Ribadisco quanto già dichiarato: il mio voto per l’elezione del Presidente del Consiglio comunale non è stato un sostegno politico alla maggioranza, né rappresenta un cambio di collocazione. Sono stato eletto tra i banchi dell’opposizione e lì resterò, con libertà, coerenza e senso di responsabilità.
Sono stato il consigliere comunale più suffragato della coalizione di centrodestra. Questo dato non lo considero un titolo personale, ma una responsabilità verso tanti cittadini che mi hanno chiesto di rappresentarli con serietà, autonomia e concretezza.

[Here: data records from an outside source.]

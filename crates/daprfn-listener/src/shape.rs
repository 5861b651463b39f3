//! Destination shapes a trigger can bind its input to.

use std::any::Any;

use serde::de::DeserializeOwned;
use serde_json::Value;

/// Scalar destinations.
#[derive(Debug, Clone, Copy, PartialEq, Eq)]
pub enum PrimitiveKind {
    Bool,
    Integer,
    Float,
    Text,
}

impl PrimitiveKind {
    pub fn as_str(self) -> &'static str {
        match self {
            PrimitiveKind::Bool => "bool",
            PrimitiveKind::Integer => "integer",
            PrimitiveKind::Float => "float",
            PrimitiveKind::Text => "text",
        }
    }
}

type DecodeFn = fn(Value) -> Result<Box<dyn Any + Send>, serde_json::Error>;
type ZeroFn = fn() -> Box<dyn Any + Send>;

/// Type-erased decoder for a user-defined structure.
#[derive(Clone, Copy)]
pub struct Schema {
    type_name: &'static str,
    decode: DecodeFn,
    zero: ZeroFn,
}

impl Schema {
    /// Schema for `T`; `T::default()` is the zero value for empty bodies.
    pub fn of<T>() -> Self
    where
        T: DeserializeOwned + Default + Send + 'static,
    {
        Self {
            type_name: std::any::type_name::<T>(),
            decode: |value| {
                serde_json::from_value::<T>(value).map(|t| Box::new(t) as Box<dyn Any + Send>)
            },
            zero: || Box::new(T::default()),
        }
    }

    pub fn type_name(&self) -> &'static str {
        self.type_name
    }

    pub fn decode(&self, value: Value) -> Result<Box<dyn Any + Send>, serde_json::Error> {
        (self.decode)(value)
    }

    pub fn zero(&self) -> Box<dyn Any + Send> {
        (self.zero)()
    }
}

impl std::fmt::Debug for Schema {
    fn fmt(&self, f: &mut std::fmt::Formatter<'_>) -> std::fmt::Result {
        f.debug_tuple("Schema").field(&self.type_name).finish()
    }
}

/// What a trigger's input is converted into before the function runs.
#[derive(Debug, Clone)]
pub enum DestinationShape {
    Primitive(PrimitiveKind),
    /// Whole body buffered into bytes.
    RawBytes,
    /// Body handed over unread.
    RawStream,
    /// Parsed JSON tree.
    GenericJson,
    Structured(Schema),
    /// The full pub/sub envelope instead of its `data` field.
    TopicEnvelope,
}

impl DestinationShape {
    pub fn structured<T>() -> Self
    where
        T: DeserializeOwned + Default + Send + 'static,
    {
        DestinationShape::Structured(Schema::of::<T>())
    }

    pub fn text() -> Self {
        DestinationShape::Primitive(PrimitiveKind::Text)
    }

    pub fn name(&self) -> &'static str {
        match self {
            DestinationShape::Primitive(kind) => kind.as_str(),
            DestinationShape::RawBytes => "bytes",
            DestinationShape::RawStream => "stream",
            DestinationShape::GenericJson => "json",
            DestinationShape::Structured(schema) => schema.type_name(),
            DestinationShape::TopicEnvelope => "topic envelope",
        }
    }
}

Chi vuole trasformare un voto istituzionale in un processo politico è libero di farlo. Io, però, non intendo farmi trascinare in una polemica fatta di battute, sospetti e insinuazioni.

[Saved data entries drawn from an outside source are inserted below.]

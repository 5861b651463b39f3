//! Trigger factories: turn a function declaration into routes on the
//! shared listener.
//!
//! | Trigger | Routes |
//! |---|---|
//! | topic | `POST {route}` (route defaults to the topic name) |
//! | binding | `POST /{name}` and `OPTIONS /{name}` |
//! | service invocation | `POST /{method}` |
//!
//! Names default to the function name. Every name may be written as
//! `%SETTING%` to resolve it from settings.

use std::fmt;
use std::sync::Arc;

use http::Method;
use serde_json::Value;
use tracing::info;

use daprfn_core::{Settings, TopicSubscription};

use crate::dispatch::DispatchHandler;
use crate::error::{ListenerError, ListenerResult};
use crate::function::Function;
use crate::listener::{DaprServiceListener, RegisteredListener};
use crate::route::{ListenerId, Route};

#[derive(Debug, Clone, Copy, PartialEq, Eq, Hash)]
pub enum TriggerKind {
    Topic,
    Binding,
    ServiceInvocation,
}

impl TriggerKind {
    pub fn as_str(self) -> &'static str {
        match self {
            TriggerKind::Topic => "topic",
            TriggerKind::Binding => "binding",
            TriggerKind::ServiceInvocation => "service invocation",
        }
    }
}

impl fmt::Display for TriggerKind {
    fn fmt(&self, f: &mut fmt::Formatter<'_>) -> fmt::Result {
        f.write_str(self.as_str())
    }
}

/// A trigger declaration, before it is bound to a function.
#[derive(Debug, Clone, PartialEq, Eq)]
pub enum Trigger {
    Topic {
        pubsub_name: String,
        topic: String,
        route: Option<String>,
    },
    Binding {
        name: Option<String>,
    },
    ServiceInvocation {
        method: Option<String>,
    },
}

impl Trigger {
    pub fn topic(pubsub_name: impl Into<String>, topic: impl Into<String>) -> Self {
        Trigger::Topic {
            pubsub_name: pubsub_name.into(),
            topic: topic.into(),
            route: None,
        }
    }

    pub fn binding() -> Self {
        Trigger::Binding { name: None }
    }

    pub fn service_invocation() -> Self {
        Trigger::ServiceInvocation { method: None }
    }

    /// Builder method: explicit route for a topic trigger.
    pub fn with_route(mut self, new_route: impl Into<String>) -> Self {
        if let Trigger::Topic { route, .. } = &mut self {
            *route = Some(new_route.into());
        }
        self
    }

    /// Builder method: explicit binding or method name.
    pub fn with_name(mut self, new_name: impl Into<String>) -> Self {
        match &mut self {
            Trigger::Binding { name } => *name = Some(new_name.into()),
            Trigger::ServiceInvocation { method } => *method = Some(new_name.into()),
            Trigger::Topic { .. } => {}
        }
        self
    }

    pub fn kind(&self) -> TriggerKind {
        match self {
            Trigger::Topic { .. } => TriggerKind::Topic,
            Trigger::Binding { .. } => TriggerKind::Binding,
            Trigger::ServiceInvocation { .. } => TriggerKind::ServiceInvocation,
        }
    }

    /// Register `function` on `listener` under this trigger's routes.
    pub fn bind(
        &self,
        function: Function,
        listener: &DaprServiceListener,
        settings: &Settings,
    ) -> ListenerResult<TriggerHandle> {
        let kind = self.kind();
        let function_name = function.name().to_string();

        let (path, registration) = match self {
            Trigger::Topic {
                pubsub_name,
                topic,
                route,
            } => {
                let pubsub_name = resolve_required(settings, pubsub_name, "pubsub name")?;
                let topic = resolve_required(settings, topic, "topic")?;
                let route = match route {
                    Some(route) => resolve_required(settings, route, "route")?,
                    None => topic.clone(),
                };
                let path = leading_slash(&route);

                let handler = DispatchHandler::new(function, kind)
                    .with_binding_value("pubsubname", Value::String(pubsub_name.clone()))
                    .with_binding_value("topic", Value::String(topic.clone()));
                let registration = RegisteredListener::new(kind, &function_name)
                    .with_route(Route::dispatch(Method::POST, &path, Arc::new(handler)))
                    .with_subscription(TopicSubscription::new(pubsub_name, topic, &path));
                (path, registration)
            }
            Trigger::Binding { name } => {
                let name = resolve_name(settings, name.as_deref(), &function_name)?;
                let path = leading_slash(&name);
                let handler = DispatchHandler::new(function, kind);
                let registration = RegisteredListener::new(kind, &function_name)
                    .with_route(Route::dispatch(Method::POST, &path, Arc::new(handler)))
                    .with_route(Route::probe(&path));
                (path, registration)
            }
            Trigger::ServiceInvocation { method } => {
                let method = resolve_name(settings, method.as_deref(), &function_name)?;
                let path = leading_slash(&method);
                let handler = DispatchHandler::new(function, kind);
                let registration = RegisteredListener::new(kind, &function_name)
                    .with_route(Route::dispatch(Method::POST, &path, Arc::new(handler)));
                (path, registration)
            }
        };

        let id = listener.add_listener(registration)?;
        info!(function = %function_name, trigger = %kind, %path, "bound trigger");

        Ok(TriggerHandle {
            listener: listener.clone(),
            id,
            kind,
            path,
        })
    }
}

/// A bound trigger. Starting it ensures the shared server runs; stopping
/// it removes its routes and stops the server if it was the last one.
#[derive(Debug, Clone)]
pub struct TriggerHandle {
    listener: DaprServiceListener,
    id: ListenerId,
    kind: TriggerKind,
    path: String,
}

impl TriggerHandle {
    pub async fn start(&self) -> ListenerResult<()> {
        self.listener.ensure_started().await
    }

    pub async fn stop(&self) -> ListenerResult<()> {
        self.listener.deregister(self.id).await
    }

    pub fn id(&self) -> ListenerId {
        self.id
    }

    pub fn kind(&self) -> TriggerKind {
        self.kind
    }

    pub fn path(&self) -> &str {
        &self.path
    }
}

fn resolve_required(settings: &Settings, raw: &str, what: &str) -> ListenerResult<String> {
    let resolved = settings.resolve(raw.trim());
    if resolved.trim().is_empty() {
        return Err(ListenerError::InvalidTrigger(format!("{what} must not be empty")));
    }
    Ok(resolved)
}

/// Explicit name if given, else the function name.
fn resolve_name(settings: &Settings, explicit: Option<&str>, function: &str) -> ListenerResult<String> {
    match explicit {
        Some(name) if !name.trim().is_empty() => resolve_required(settings, name, "trigger name"),
        _ => resolve_required(settings, function, "function name"),
    }
}

fn leading_slash(path: &str) -> String {
    if path.starts_with('/') {
        path.to_string()
    } else {
        format!("/{path}")
    }
}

Non esiste alcun patto, non esiste alcun accordo, non esiste alcuna disponibilità a fare da stampella a nessuno.
Esiste, invece, una cosa molto più semplice: la volontà di esercitare il mio ruolo di consigliere comunale nell’interesse di Corato, senza pregiudizi e senza ordini di scuderia.
Mi meraviglia, però, che ancora oggi si continui a confondere la fermezza con l’aggressività e l’opposizione con la polemica permanente. Questo modo di fare politica non ha prodotto grandi risultati. Anzi, ancora una volta abbiamo consegnato la città al centrosinistra.
Su questo il centrodestra dovrebbe avere il coraggio di fermarsi, farsi delle domande e darsi delle risposte.
Probabilmente bisogna aprire una fase nuova, se si vuole davvero riconquistare la fiducia della città. Una fase più costruttiva, più concreta, meno legata agli schemi del passato e più attenta ai bisogni reali dei cittadini.
Essere opposizione non significa votare sempre contro a prescindere. Significa controllare, proporre, denunciare quando serve e riconoscere, quando accade, ciò che può essere utile al corretto funzionamento delle istituzioni.
La mia opposizione sarà netta, attenta e libera. Sarà dura quando l’amministrazione sbaglierà. Sarà propositiva quando ci sarà da lavorare su temi concreti. Sarà sempre dalla parte dei cittadini, non delle convenienze di partito.
Ai cittadini non interessano le formule ad effetto. Interessano le strade, il lavoro, le imprese, lo sport, il sociale, i servizi, la sicurezza, il futuro dei propri figli.
Questo è il terreno su cui intendo misurarmi.
Non sulle etichette.
Non sulle allusioni.
Non sulle polemiche interne al centrodestra.
Rispetto Fratelli d’Italia e rispetto tutti gli alleati con cui ho condiviso una parte del percorso elettorale. Ma il rispetto non può trasformarsi in obbedienza cieca, né l’opposizione può diventare una recita permanente in cui si dice no anche quando è possibile compiere un gesto di responsabilità istituzionale.
Io rispondo ai cittadini che mi hanno eletto, non alle logiche di appartenenza.
E a quei cittadini dico una cosa semplice: continuerò a fare opposizione. Controllerò ogni atto dell’amministrazione. Denuncerò ciò che non va. Porterò proposte concrete. E voterò sempre secondo coscienza, nell’interesse esclusivo di Corato.
Perché la campagna elettorale è finita.”